Under this act, people with a mental disorder may be formally kept in hospital (or 'sectioned') in the interests of their own health or safety, or for the protection of other people.

They can also be treated in the community but subject to recall to hospital for assessment and/or treatment under a Community Treatment Order (CTO).

The data shows that Berkshire West Clinical Commissioning Group (CCG) has recorded 330 detentions in the 2019/20 period.

The CCG is made up of 50 member GP Practices across our Reading, West Berkshire and Wokingham - serving a population of 528,000 people.

Regional figures

ONS figures also show the total numbers across certain regions.

For this category, Reading stats are merged within Berkshire as a whole, which is also grouped with Buckinghamshire and Oxfordshire.

These statistics showed a shocking increase in the number of people from across these counties who were detained under the act this year.

In the 2019/20 period, a total of 1,180 people from these counties were formally detained due to their mental health - a figure which has almost doubled from the 495 recorded the year before (2018/19).

The 2017/18 period saw 745 cases across the region, and the 2016/17 data shows a total of 800.

Reading Chronicle:

National trend

These statistics are derived from the Mental Health Services Data Set (MHSDS) which reuses operational data produced by NHS and independent providers.

In 2019-20, 50,893 new detentions under the Mental Health Act were recorded nationally, but the overall totals will be higher.

This is because not all providers submitted data, and some submitted incomplete data.

Of these detentions, 32,320 took place at the point of admission to hospital, and a further 14,576 occurred following admission.

ONS also report 3,805 detentions following a place of safety order and 206 after the revocation of a CTO.

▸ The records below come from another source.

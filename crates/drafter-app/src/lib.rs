//! Drafter console application.
//!
//! ## Module Organization
//!
//! - `bootstrap`: Builds the store, collaborators and router from `Settings`
//! - `repl`: Line-oriented console session over the router

pub mod bootstrap;
pub mod repl;
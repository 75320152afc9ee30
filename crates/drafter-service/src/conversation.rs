use serde::{Deserialize, Serialize};

#[derive(Debug, Clone, Copy, PartialEq, Eq, Serialize, Deserialize)]
#[serde(rename_all = "lowercase")]
pub enum Role {
    User,
    Assistant,
    System,
}

impl Role {
    #[must_use]
    pub const fn as_str(self) -> &'static str {
        match self {
            Self::User => "user",
            Self::Assistant => "assistant",
            Self::System => "system",
        }
    }
}

/// One message of the conversation a draft is being built in.
#[derive(Debug, Clone, PartialEq, Eq, Serialize, Deserialize)]
pub struct ConversationTurn {
    pub role: Role,
    pub content: String,
}

impl ConversationTurn {
    #[must_use]
    pub fn user(content: impl Into<String>) -> Self {
        Self {
            role: Role::User,
            content: content.into(),
        }
    }

    #[must_use]
    pub fn assistant(content: impl Into<String>) -> Self {
        Self {
            role: Role::Assistant,
            content: content.into(),
        }
    }
}

/// Returns the trailing `window` turns of `history`.
#[must_use]
pub fn recent(history: &[ConversationTurn], window: usize) -> &[ConversationTurn] {
    &history[history.len().saturating_sub(window)..]
}
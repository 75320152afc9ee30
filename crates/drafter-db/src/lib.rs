//! Draft persistence: the document store seam and the draft record model.

pub mod db;
pub mod error;
pub mod model;
mod bootstrap;
mod delivery;
mod helpers;
mod lifecycle;
mod routing;
#![allow(clippy::unused_async, clippy::expect_used)]
//! Tests for draft lifecycle rules.
//!
//! Verifies closing, status-guarded updates, and thread scoping.

use drafter_core::constants::DRAFT_COLLECTION;

use super::helpers::*;

/// ## Summary
/// Closing is idempotent and one-way.
#[test_log::test(tokio::test)]
async fn close_is_idempotent_and_final() {
    let harness = Harness::new(ScriptedOracle::new());
    let draft = john_email(&harness, "t1").await;

    let closed = harness
        .drafts
        .close_draft(draft.draft_id, DraftStatus::Closed)
        .await
        .expect("first close");
    assert_eq!(closed.status, DraftStatus::Closed);

    let again = harness
        .drafts
        .close_draft(draft.draft_id, DraftStatus::Closed)
        .await
        .expect("repeat close is a no-op");
    assert_eq!(again, closed);

    let err = harness
        .drafts
        .close_draft(draft.draft_id, DraftStatus::ComposioError)
        .await
        .expect_err("closed drafts stay closed");
    assert!(matches!(
        err,
        ServiceError::InvalidState {
            status: DraftStatus::Closed,
            ..
        }
    ));

    let err = harness
        .drafts
        .update_draft(
            draft.draft_id,
            &FieldUpdates {
                subject: Some("Late".to_string()),
                ..FieldUpdates::default()
            },
        )
        .await
        .expect_err("closed drafts reject updates");
    assert!(matches!(err, ServiceError::InvalidState { .. }));

    let err = harness
        .drafts
        .close_draft(draft.draft_id, DraftStatus::Active)
        .await
        .expect_err("active is not a terminal status");
    assert!(matches!(err, ServiceError::InvalidArgument(_)));
}

/// ## Summary
/// Active-draft queries are scoped to one thread and exclude closed drafts.
#[test_log::test(tokio::test)]
async fn active_drafts_are_thread_scoped() {
    let harness = Harness::new(ScriptedOracle::new());
    let first = john_email(&harness, "t1").await;
    let second = john_email(&harness, "t1").await;
    let other = john_email(&harness, "t2").await;

    harness
        .drafts
        .close_draft(first.draft_id, DraftStatus::Closed)
        .await
        .expect("close");

    let active = harness
        .drafts
        .active_drafts("t1", Some(DraftType::Email))
        .await
        .expect("active drafts");
    assert_eq!(
        active.iter().map(|d| d.draft_id).collect::<Vec<_>>(),
        vec![second.draft_id]
    );

    let all = harness.drafts.thread_drafts("t1").await.expect("thread drafts");
    assert_eq!(all.len(), 2);
    assert!(all.iter().all(|d| d.thread_id == "t1"));

    let none = harness
        .drafts
        .active_drafts("t1", Some(DraftType::CalendarEvent))
        .await
        .expect("active drafts");
    assert!(none.is_empty());

    let found = harness
        .drafts
        .get_draft_for_message("t2-m1")
        .await
        .expect("lookup")
        .expect("draft for message");
    assert_eq!(found.draft_id, other.draft_id);
}

/// ## Summary
/// Unknown draft ids and empty thread ids are rejected.
#[test_log::test(tokio::test)]
async fn invalid_identifiers() {
    let harness = Harness::new(ScriptedOracle::new());

    let err = harness
        .drafts
        .update_draft(uuid::Uuid::now_v7(), &FieldUpdates::default())
        .await
        .expect_err("unknown draft");
    assert!(matches!(err, ServiceError::NotFound(_)));

    let err = harness
        .drafts
        .create_draft(DraftType::Email, "  ", "m1", &FieldUpdates::default())
        .await
        .expect_err("empty thread");
    assert!(matches!(err, ServiceError::InvalidArgument(_)));

    let err = drafter_service::draft::service::parse_draft_type("fax").expect_err("unknown type");
    assert!(matches!(err, ServiceError::InvalidArgument(_)));
}

/// ## Summary
/// A reply needs no subject, and a draft changed behind the service's back
/// is reported rather than overwritten.
#[test_log::test(tokio::test)]
async fn reply_completeness_and_vanished_drafts() {
    let harness = Harness::new(ScriptedOracle::new());
    let reply = harness
        .drafts
        .create_draft(
            DraftType::Email,
            "t1",
            "m1",
            &FieldUpdates {
                to: Some(vec!["jane@x.com".to_string()]),
                body: Some("Sounds good".to_string()),
                gmail_thread_id: Some("gmail-thread-9".to_string()),
                ..FieldUpdates::default()
            },
        )
        .await
        .expect("reply draft");

    let completeness = harness
        .drafts
        .validate_completeness(reply.draft_id)
        .await
        .expect("completeness");
    assert!(completeness.is_complete, "{completeness:?}");

    let plain = john_email(&harness, "t1").await;
    let completeness = harness
        .drafts
        .validate_completeness(plain.draft_id)
        .await
        .expect("completeness");
    assert_eq!(completeness.missing_fields, vec!["subject"]);

    assert!(
        harness
            .store
            .remove(DRAFT_COLLECTION, &plain.draft_id.to_string())
            .await
    );
    let err = harness
        .drafts
        .validate_completeness(plain.draft_id)
        .await
        .expect_err("removed draft");
    assert!(matches!(err, ServiceError::NotFound(_)));
}
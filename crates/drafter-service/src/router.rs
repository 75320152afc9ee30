//! Per-turn routing between draft handling and pass-through.
//!
//! ## Summary
//! A turn anchored to one of the thread's open drafts is checked for an
//! update intent; any other turn is checked for a creation intent. Turns
//! with neither, and turns where anything fails, pass through untouched so
//! the caller can continue with normal tool dispatch.

use std::sync::Arc;

use serde::{Deserialize, Serialize};
use serde_json::Value;

use drafter_core::constants::ANCHOR_TYPE_DRAFT;
use drafter_core::types::{DraftStatus, UpdateCategory};
use drafter_db::model::draft::Draft;

use crate::conversation::ConversationTurn;
use crate::draft::service::{CreateOutcome, DraftService};
use crate::draft::summary::summarize;
use crate::draft::validate::{Completeness, check_completeness};
use crate::error::ServiceResult;
use crate::oracle::OracleAdapter;

/// Item the user is looking at or replying to.
#[derive(Debug, Clone, PartialEq, Serialize, Deserialize)]
pub struct AnchoredItem {
    pub item_type: String,
    pub item_id: String,
    /// Client-side copy of the item. Never trusted for drafts.
    #[serde(default)]
    pub snapshot: Option<Value>,
}

/// One inbound user message with its conversation.
#[derive(Debug, Clone, PartialEq, Serialize, Deserialize)]
pub struct Turn {
    pub thread_id: String,
    pub message_id: String,
    pub user_message: String,
    #[serde(default)]
    pub history: Vec<ConversationTurn>,
    #[serde(default)]
    pub anchor: Option<AnchoredItem>,
}

#[derive(Debug, Clone, Copy, PartialEq, Eq, Serialize)]
#[serde(tag = "action", content = "category", rename_all = "snake_case")]
pub enum DraftAction {
    Created,
    Merged,
    Updated(UpdateCategory),
    /// An update intent was recognised but nothing needed to change.
    Acknowledged(UpdateCategory),
}

#[derive(Debug, Clone, PartialEq, Serialize)]
pub struct DraftTurn {
    pub action: DraftAction,
    pub draft: Draft,
    pub completeness: Completeness,
}

#[derive(Debug, Clone, PartialEq, Serialize)]
pub enum RouteOutcome {
    /// Not a draft turn; continue with normal handling.
    PassThrough,
    Draft(DraftTurn),
}

enum Anchor {
    /// An open draft owned by the turn's thread.
    Draft(Draft),
    /// A draft the turn may not touch.
    Rejected,
    None,
}

pub struct ConversationRouter {
    drafts: Arc<DraftService>,
    oracle: OracleAdapter,
    confidence_threshold: f32,
}

impl ConversationRouter {
    #[must_use]
    pub fn new(drafts: Arc<DraftService>, oracle: OracleAdapter, confidence_threshold: f32) -> Self {
        Self {
            drafts,
            oracle,
            confidence_threshold,
        }
    }

    #[must_use]
    pub fn drafts(&self) -> &DraftService {
        &self.drafts
    }

    /// ## Summary
    /// Handles one turn. Never fails: errors are logged and the turn passes
    /// through.
    #[tracing::instrument(skip_all, fields(thread_id = %turn.thread_id, message_id = %turn.message_id))]
    pub async fn route(&self, turn: &Turn) -> RouteOutcome {
        match self.try_route(turn).await {
            Ok(outcome) => outcome,
            Err(e) => {
                tracing::warn!(error = %e, "Draft handling failed; passing turn through");
                RouteOutcome::PassThrough
            }
        }
    }

    async fn try_route(&self, turn: &Turn) -> ServiceResult<RouteOutcome> {
        match self.resolve_anchor(turn).await? {
            Anchor::Draft(draft) => self.handle_update(turn, draft).await,
            Anchor::Rejected => Ok(RouteOutcome::PassThrough),
            Anchor::None => self.handle_creation(turn).await,
        }
    }

    /// Reloads the anchored draft from the store; the snapshot is ignored.
    async fn resolve_anchor(&self, turn: &Turn) -> ServiceResult<Anchor> {
        let Some(anchor) = turn
            .anchor
            .as_ref()
            .filter(|a| a.item_type == ANCHOR_TYPE_DRAFT)
        else {
            return Ok(Anchor::None);
        };

        let Ok(draft_id) = anchor.item_id.parse::<uuid::Uuid>() else {
            tracing::warn!(item_id = %anchor.item_id, "Anchored draft id is not a UUID");
            return Ok(Anchor::Rejected);
        };

        let draft = self.drafts.get_draft(draft_id).await?;
        if !draft.belongs_to(&turn.thread_id) {
            tracing::warn!(%draft_id, owner = %draft.thread_id, "Ignoring draft anchored from another thread");
            return Ok(Anchor::Rejected);
        }
        if draft.status == DraftStatus::Closed {
            tracing::debug!(%draft_id, "Anchored draft is closed; treating turn as unanchored");
            return Ok(Anchor::None);
        }
        Ok(Anchor::Draft(draft))
    }

    async fn handle_update(&self, turn: &Turn, draft: Draft) -> ServiceResult<RouteOutcome> {
        let summary = summarize(&draft);
        let intent = self
            .oracle
            .detect_update_intent(&turn.user_message, &turn.history, &summary)
            .await;

        let Some(category) = intent.update_category.filter(|_| intent.is_update_intent) else {
            return Ok(RouteOutcome::PassThrough);
        };
        if intent.confidence < self.confidence_threshold {
            tracing::debug!(
                confidence = intent.confidence,
                threshold = self.confidence_threshold,
                "Update intent below confidence threshold"
            );
            return Ok(RouteOutcome::PassThrough);
        }

        let updates = if category.uses_conversation_content() {
            self.drafts
                .resolve_content_from_conversation(&turn.history, &draft)
        } else {
            self.oracle
                .extract_field_updates(&turn.user_message, &turn.history, &summary, category)
                .await
        };

        if updates.is_empty() {
            tracing::debug!(%category, "No field changes; acknowledging");
            return Ok(draft_turn(DraftAction::Acknowledged(category), draft));
        }

        let updated = self.drafts.update_draft(draft.draft_id, &updates).await?;
        Ok(draft_turn(DraftAction::Updated(category), updated))
    }

    async fn handle_creation(&self, turn: &Turn) -> ServiceResult<RouteOutcome> {
        let intent = self
            .oracle
            .detect_creation_intent(&turn.user_message, &turn.history)
            .await;
        let Some(draft_type) = intent.draft_type.filter(|_| intent.is_draft_intent) else {
            return Ok(RouteOutcome::PassThrough);
        };

        let outcome = self
            .drafts
            .create_or_merge(
                draft_type,
                &turn.thread_id,
                &turn.message_id,
                &intent.extracted_fields,
            )
            .await?;

        Ok(match outcome {
            CreateOutcome::Created(draft) => draft_turn(DraftAction::Created, draft),
            CreateOutcome::Merged(draft) => draft_turn(DraftAction::Merged, draft),
        })
    }
}

fn draft_turn(action: DraftAction, draft: Draft) -> RouteOutcome {
    let completeness = check_completeness(&draft);
    RouteOutcome::Draft(DraftTurn {
        action,
        draft,
        completeness,
    })
}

A higher proportion of detentions occurred on admission in NHS providers than independent providers (64.3 per cent compared to 35.6 per cent).

For independent providers, 63.2 per cent of detentions occurred following admission compared to 27.2 per cent in NHS facilities.

Amongst adults, detention rates tend to decline with age.

Known detention rates for the 18 to 34 age group (129.8 detentions per 100,000 population) were around 40 per cent higher than for those aged 50 to 64 (92.5 per 100,000 population).

But rates rose again for the 65+ age group (95.0 per 100,000 population).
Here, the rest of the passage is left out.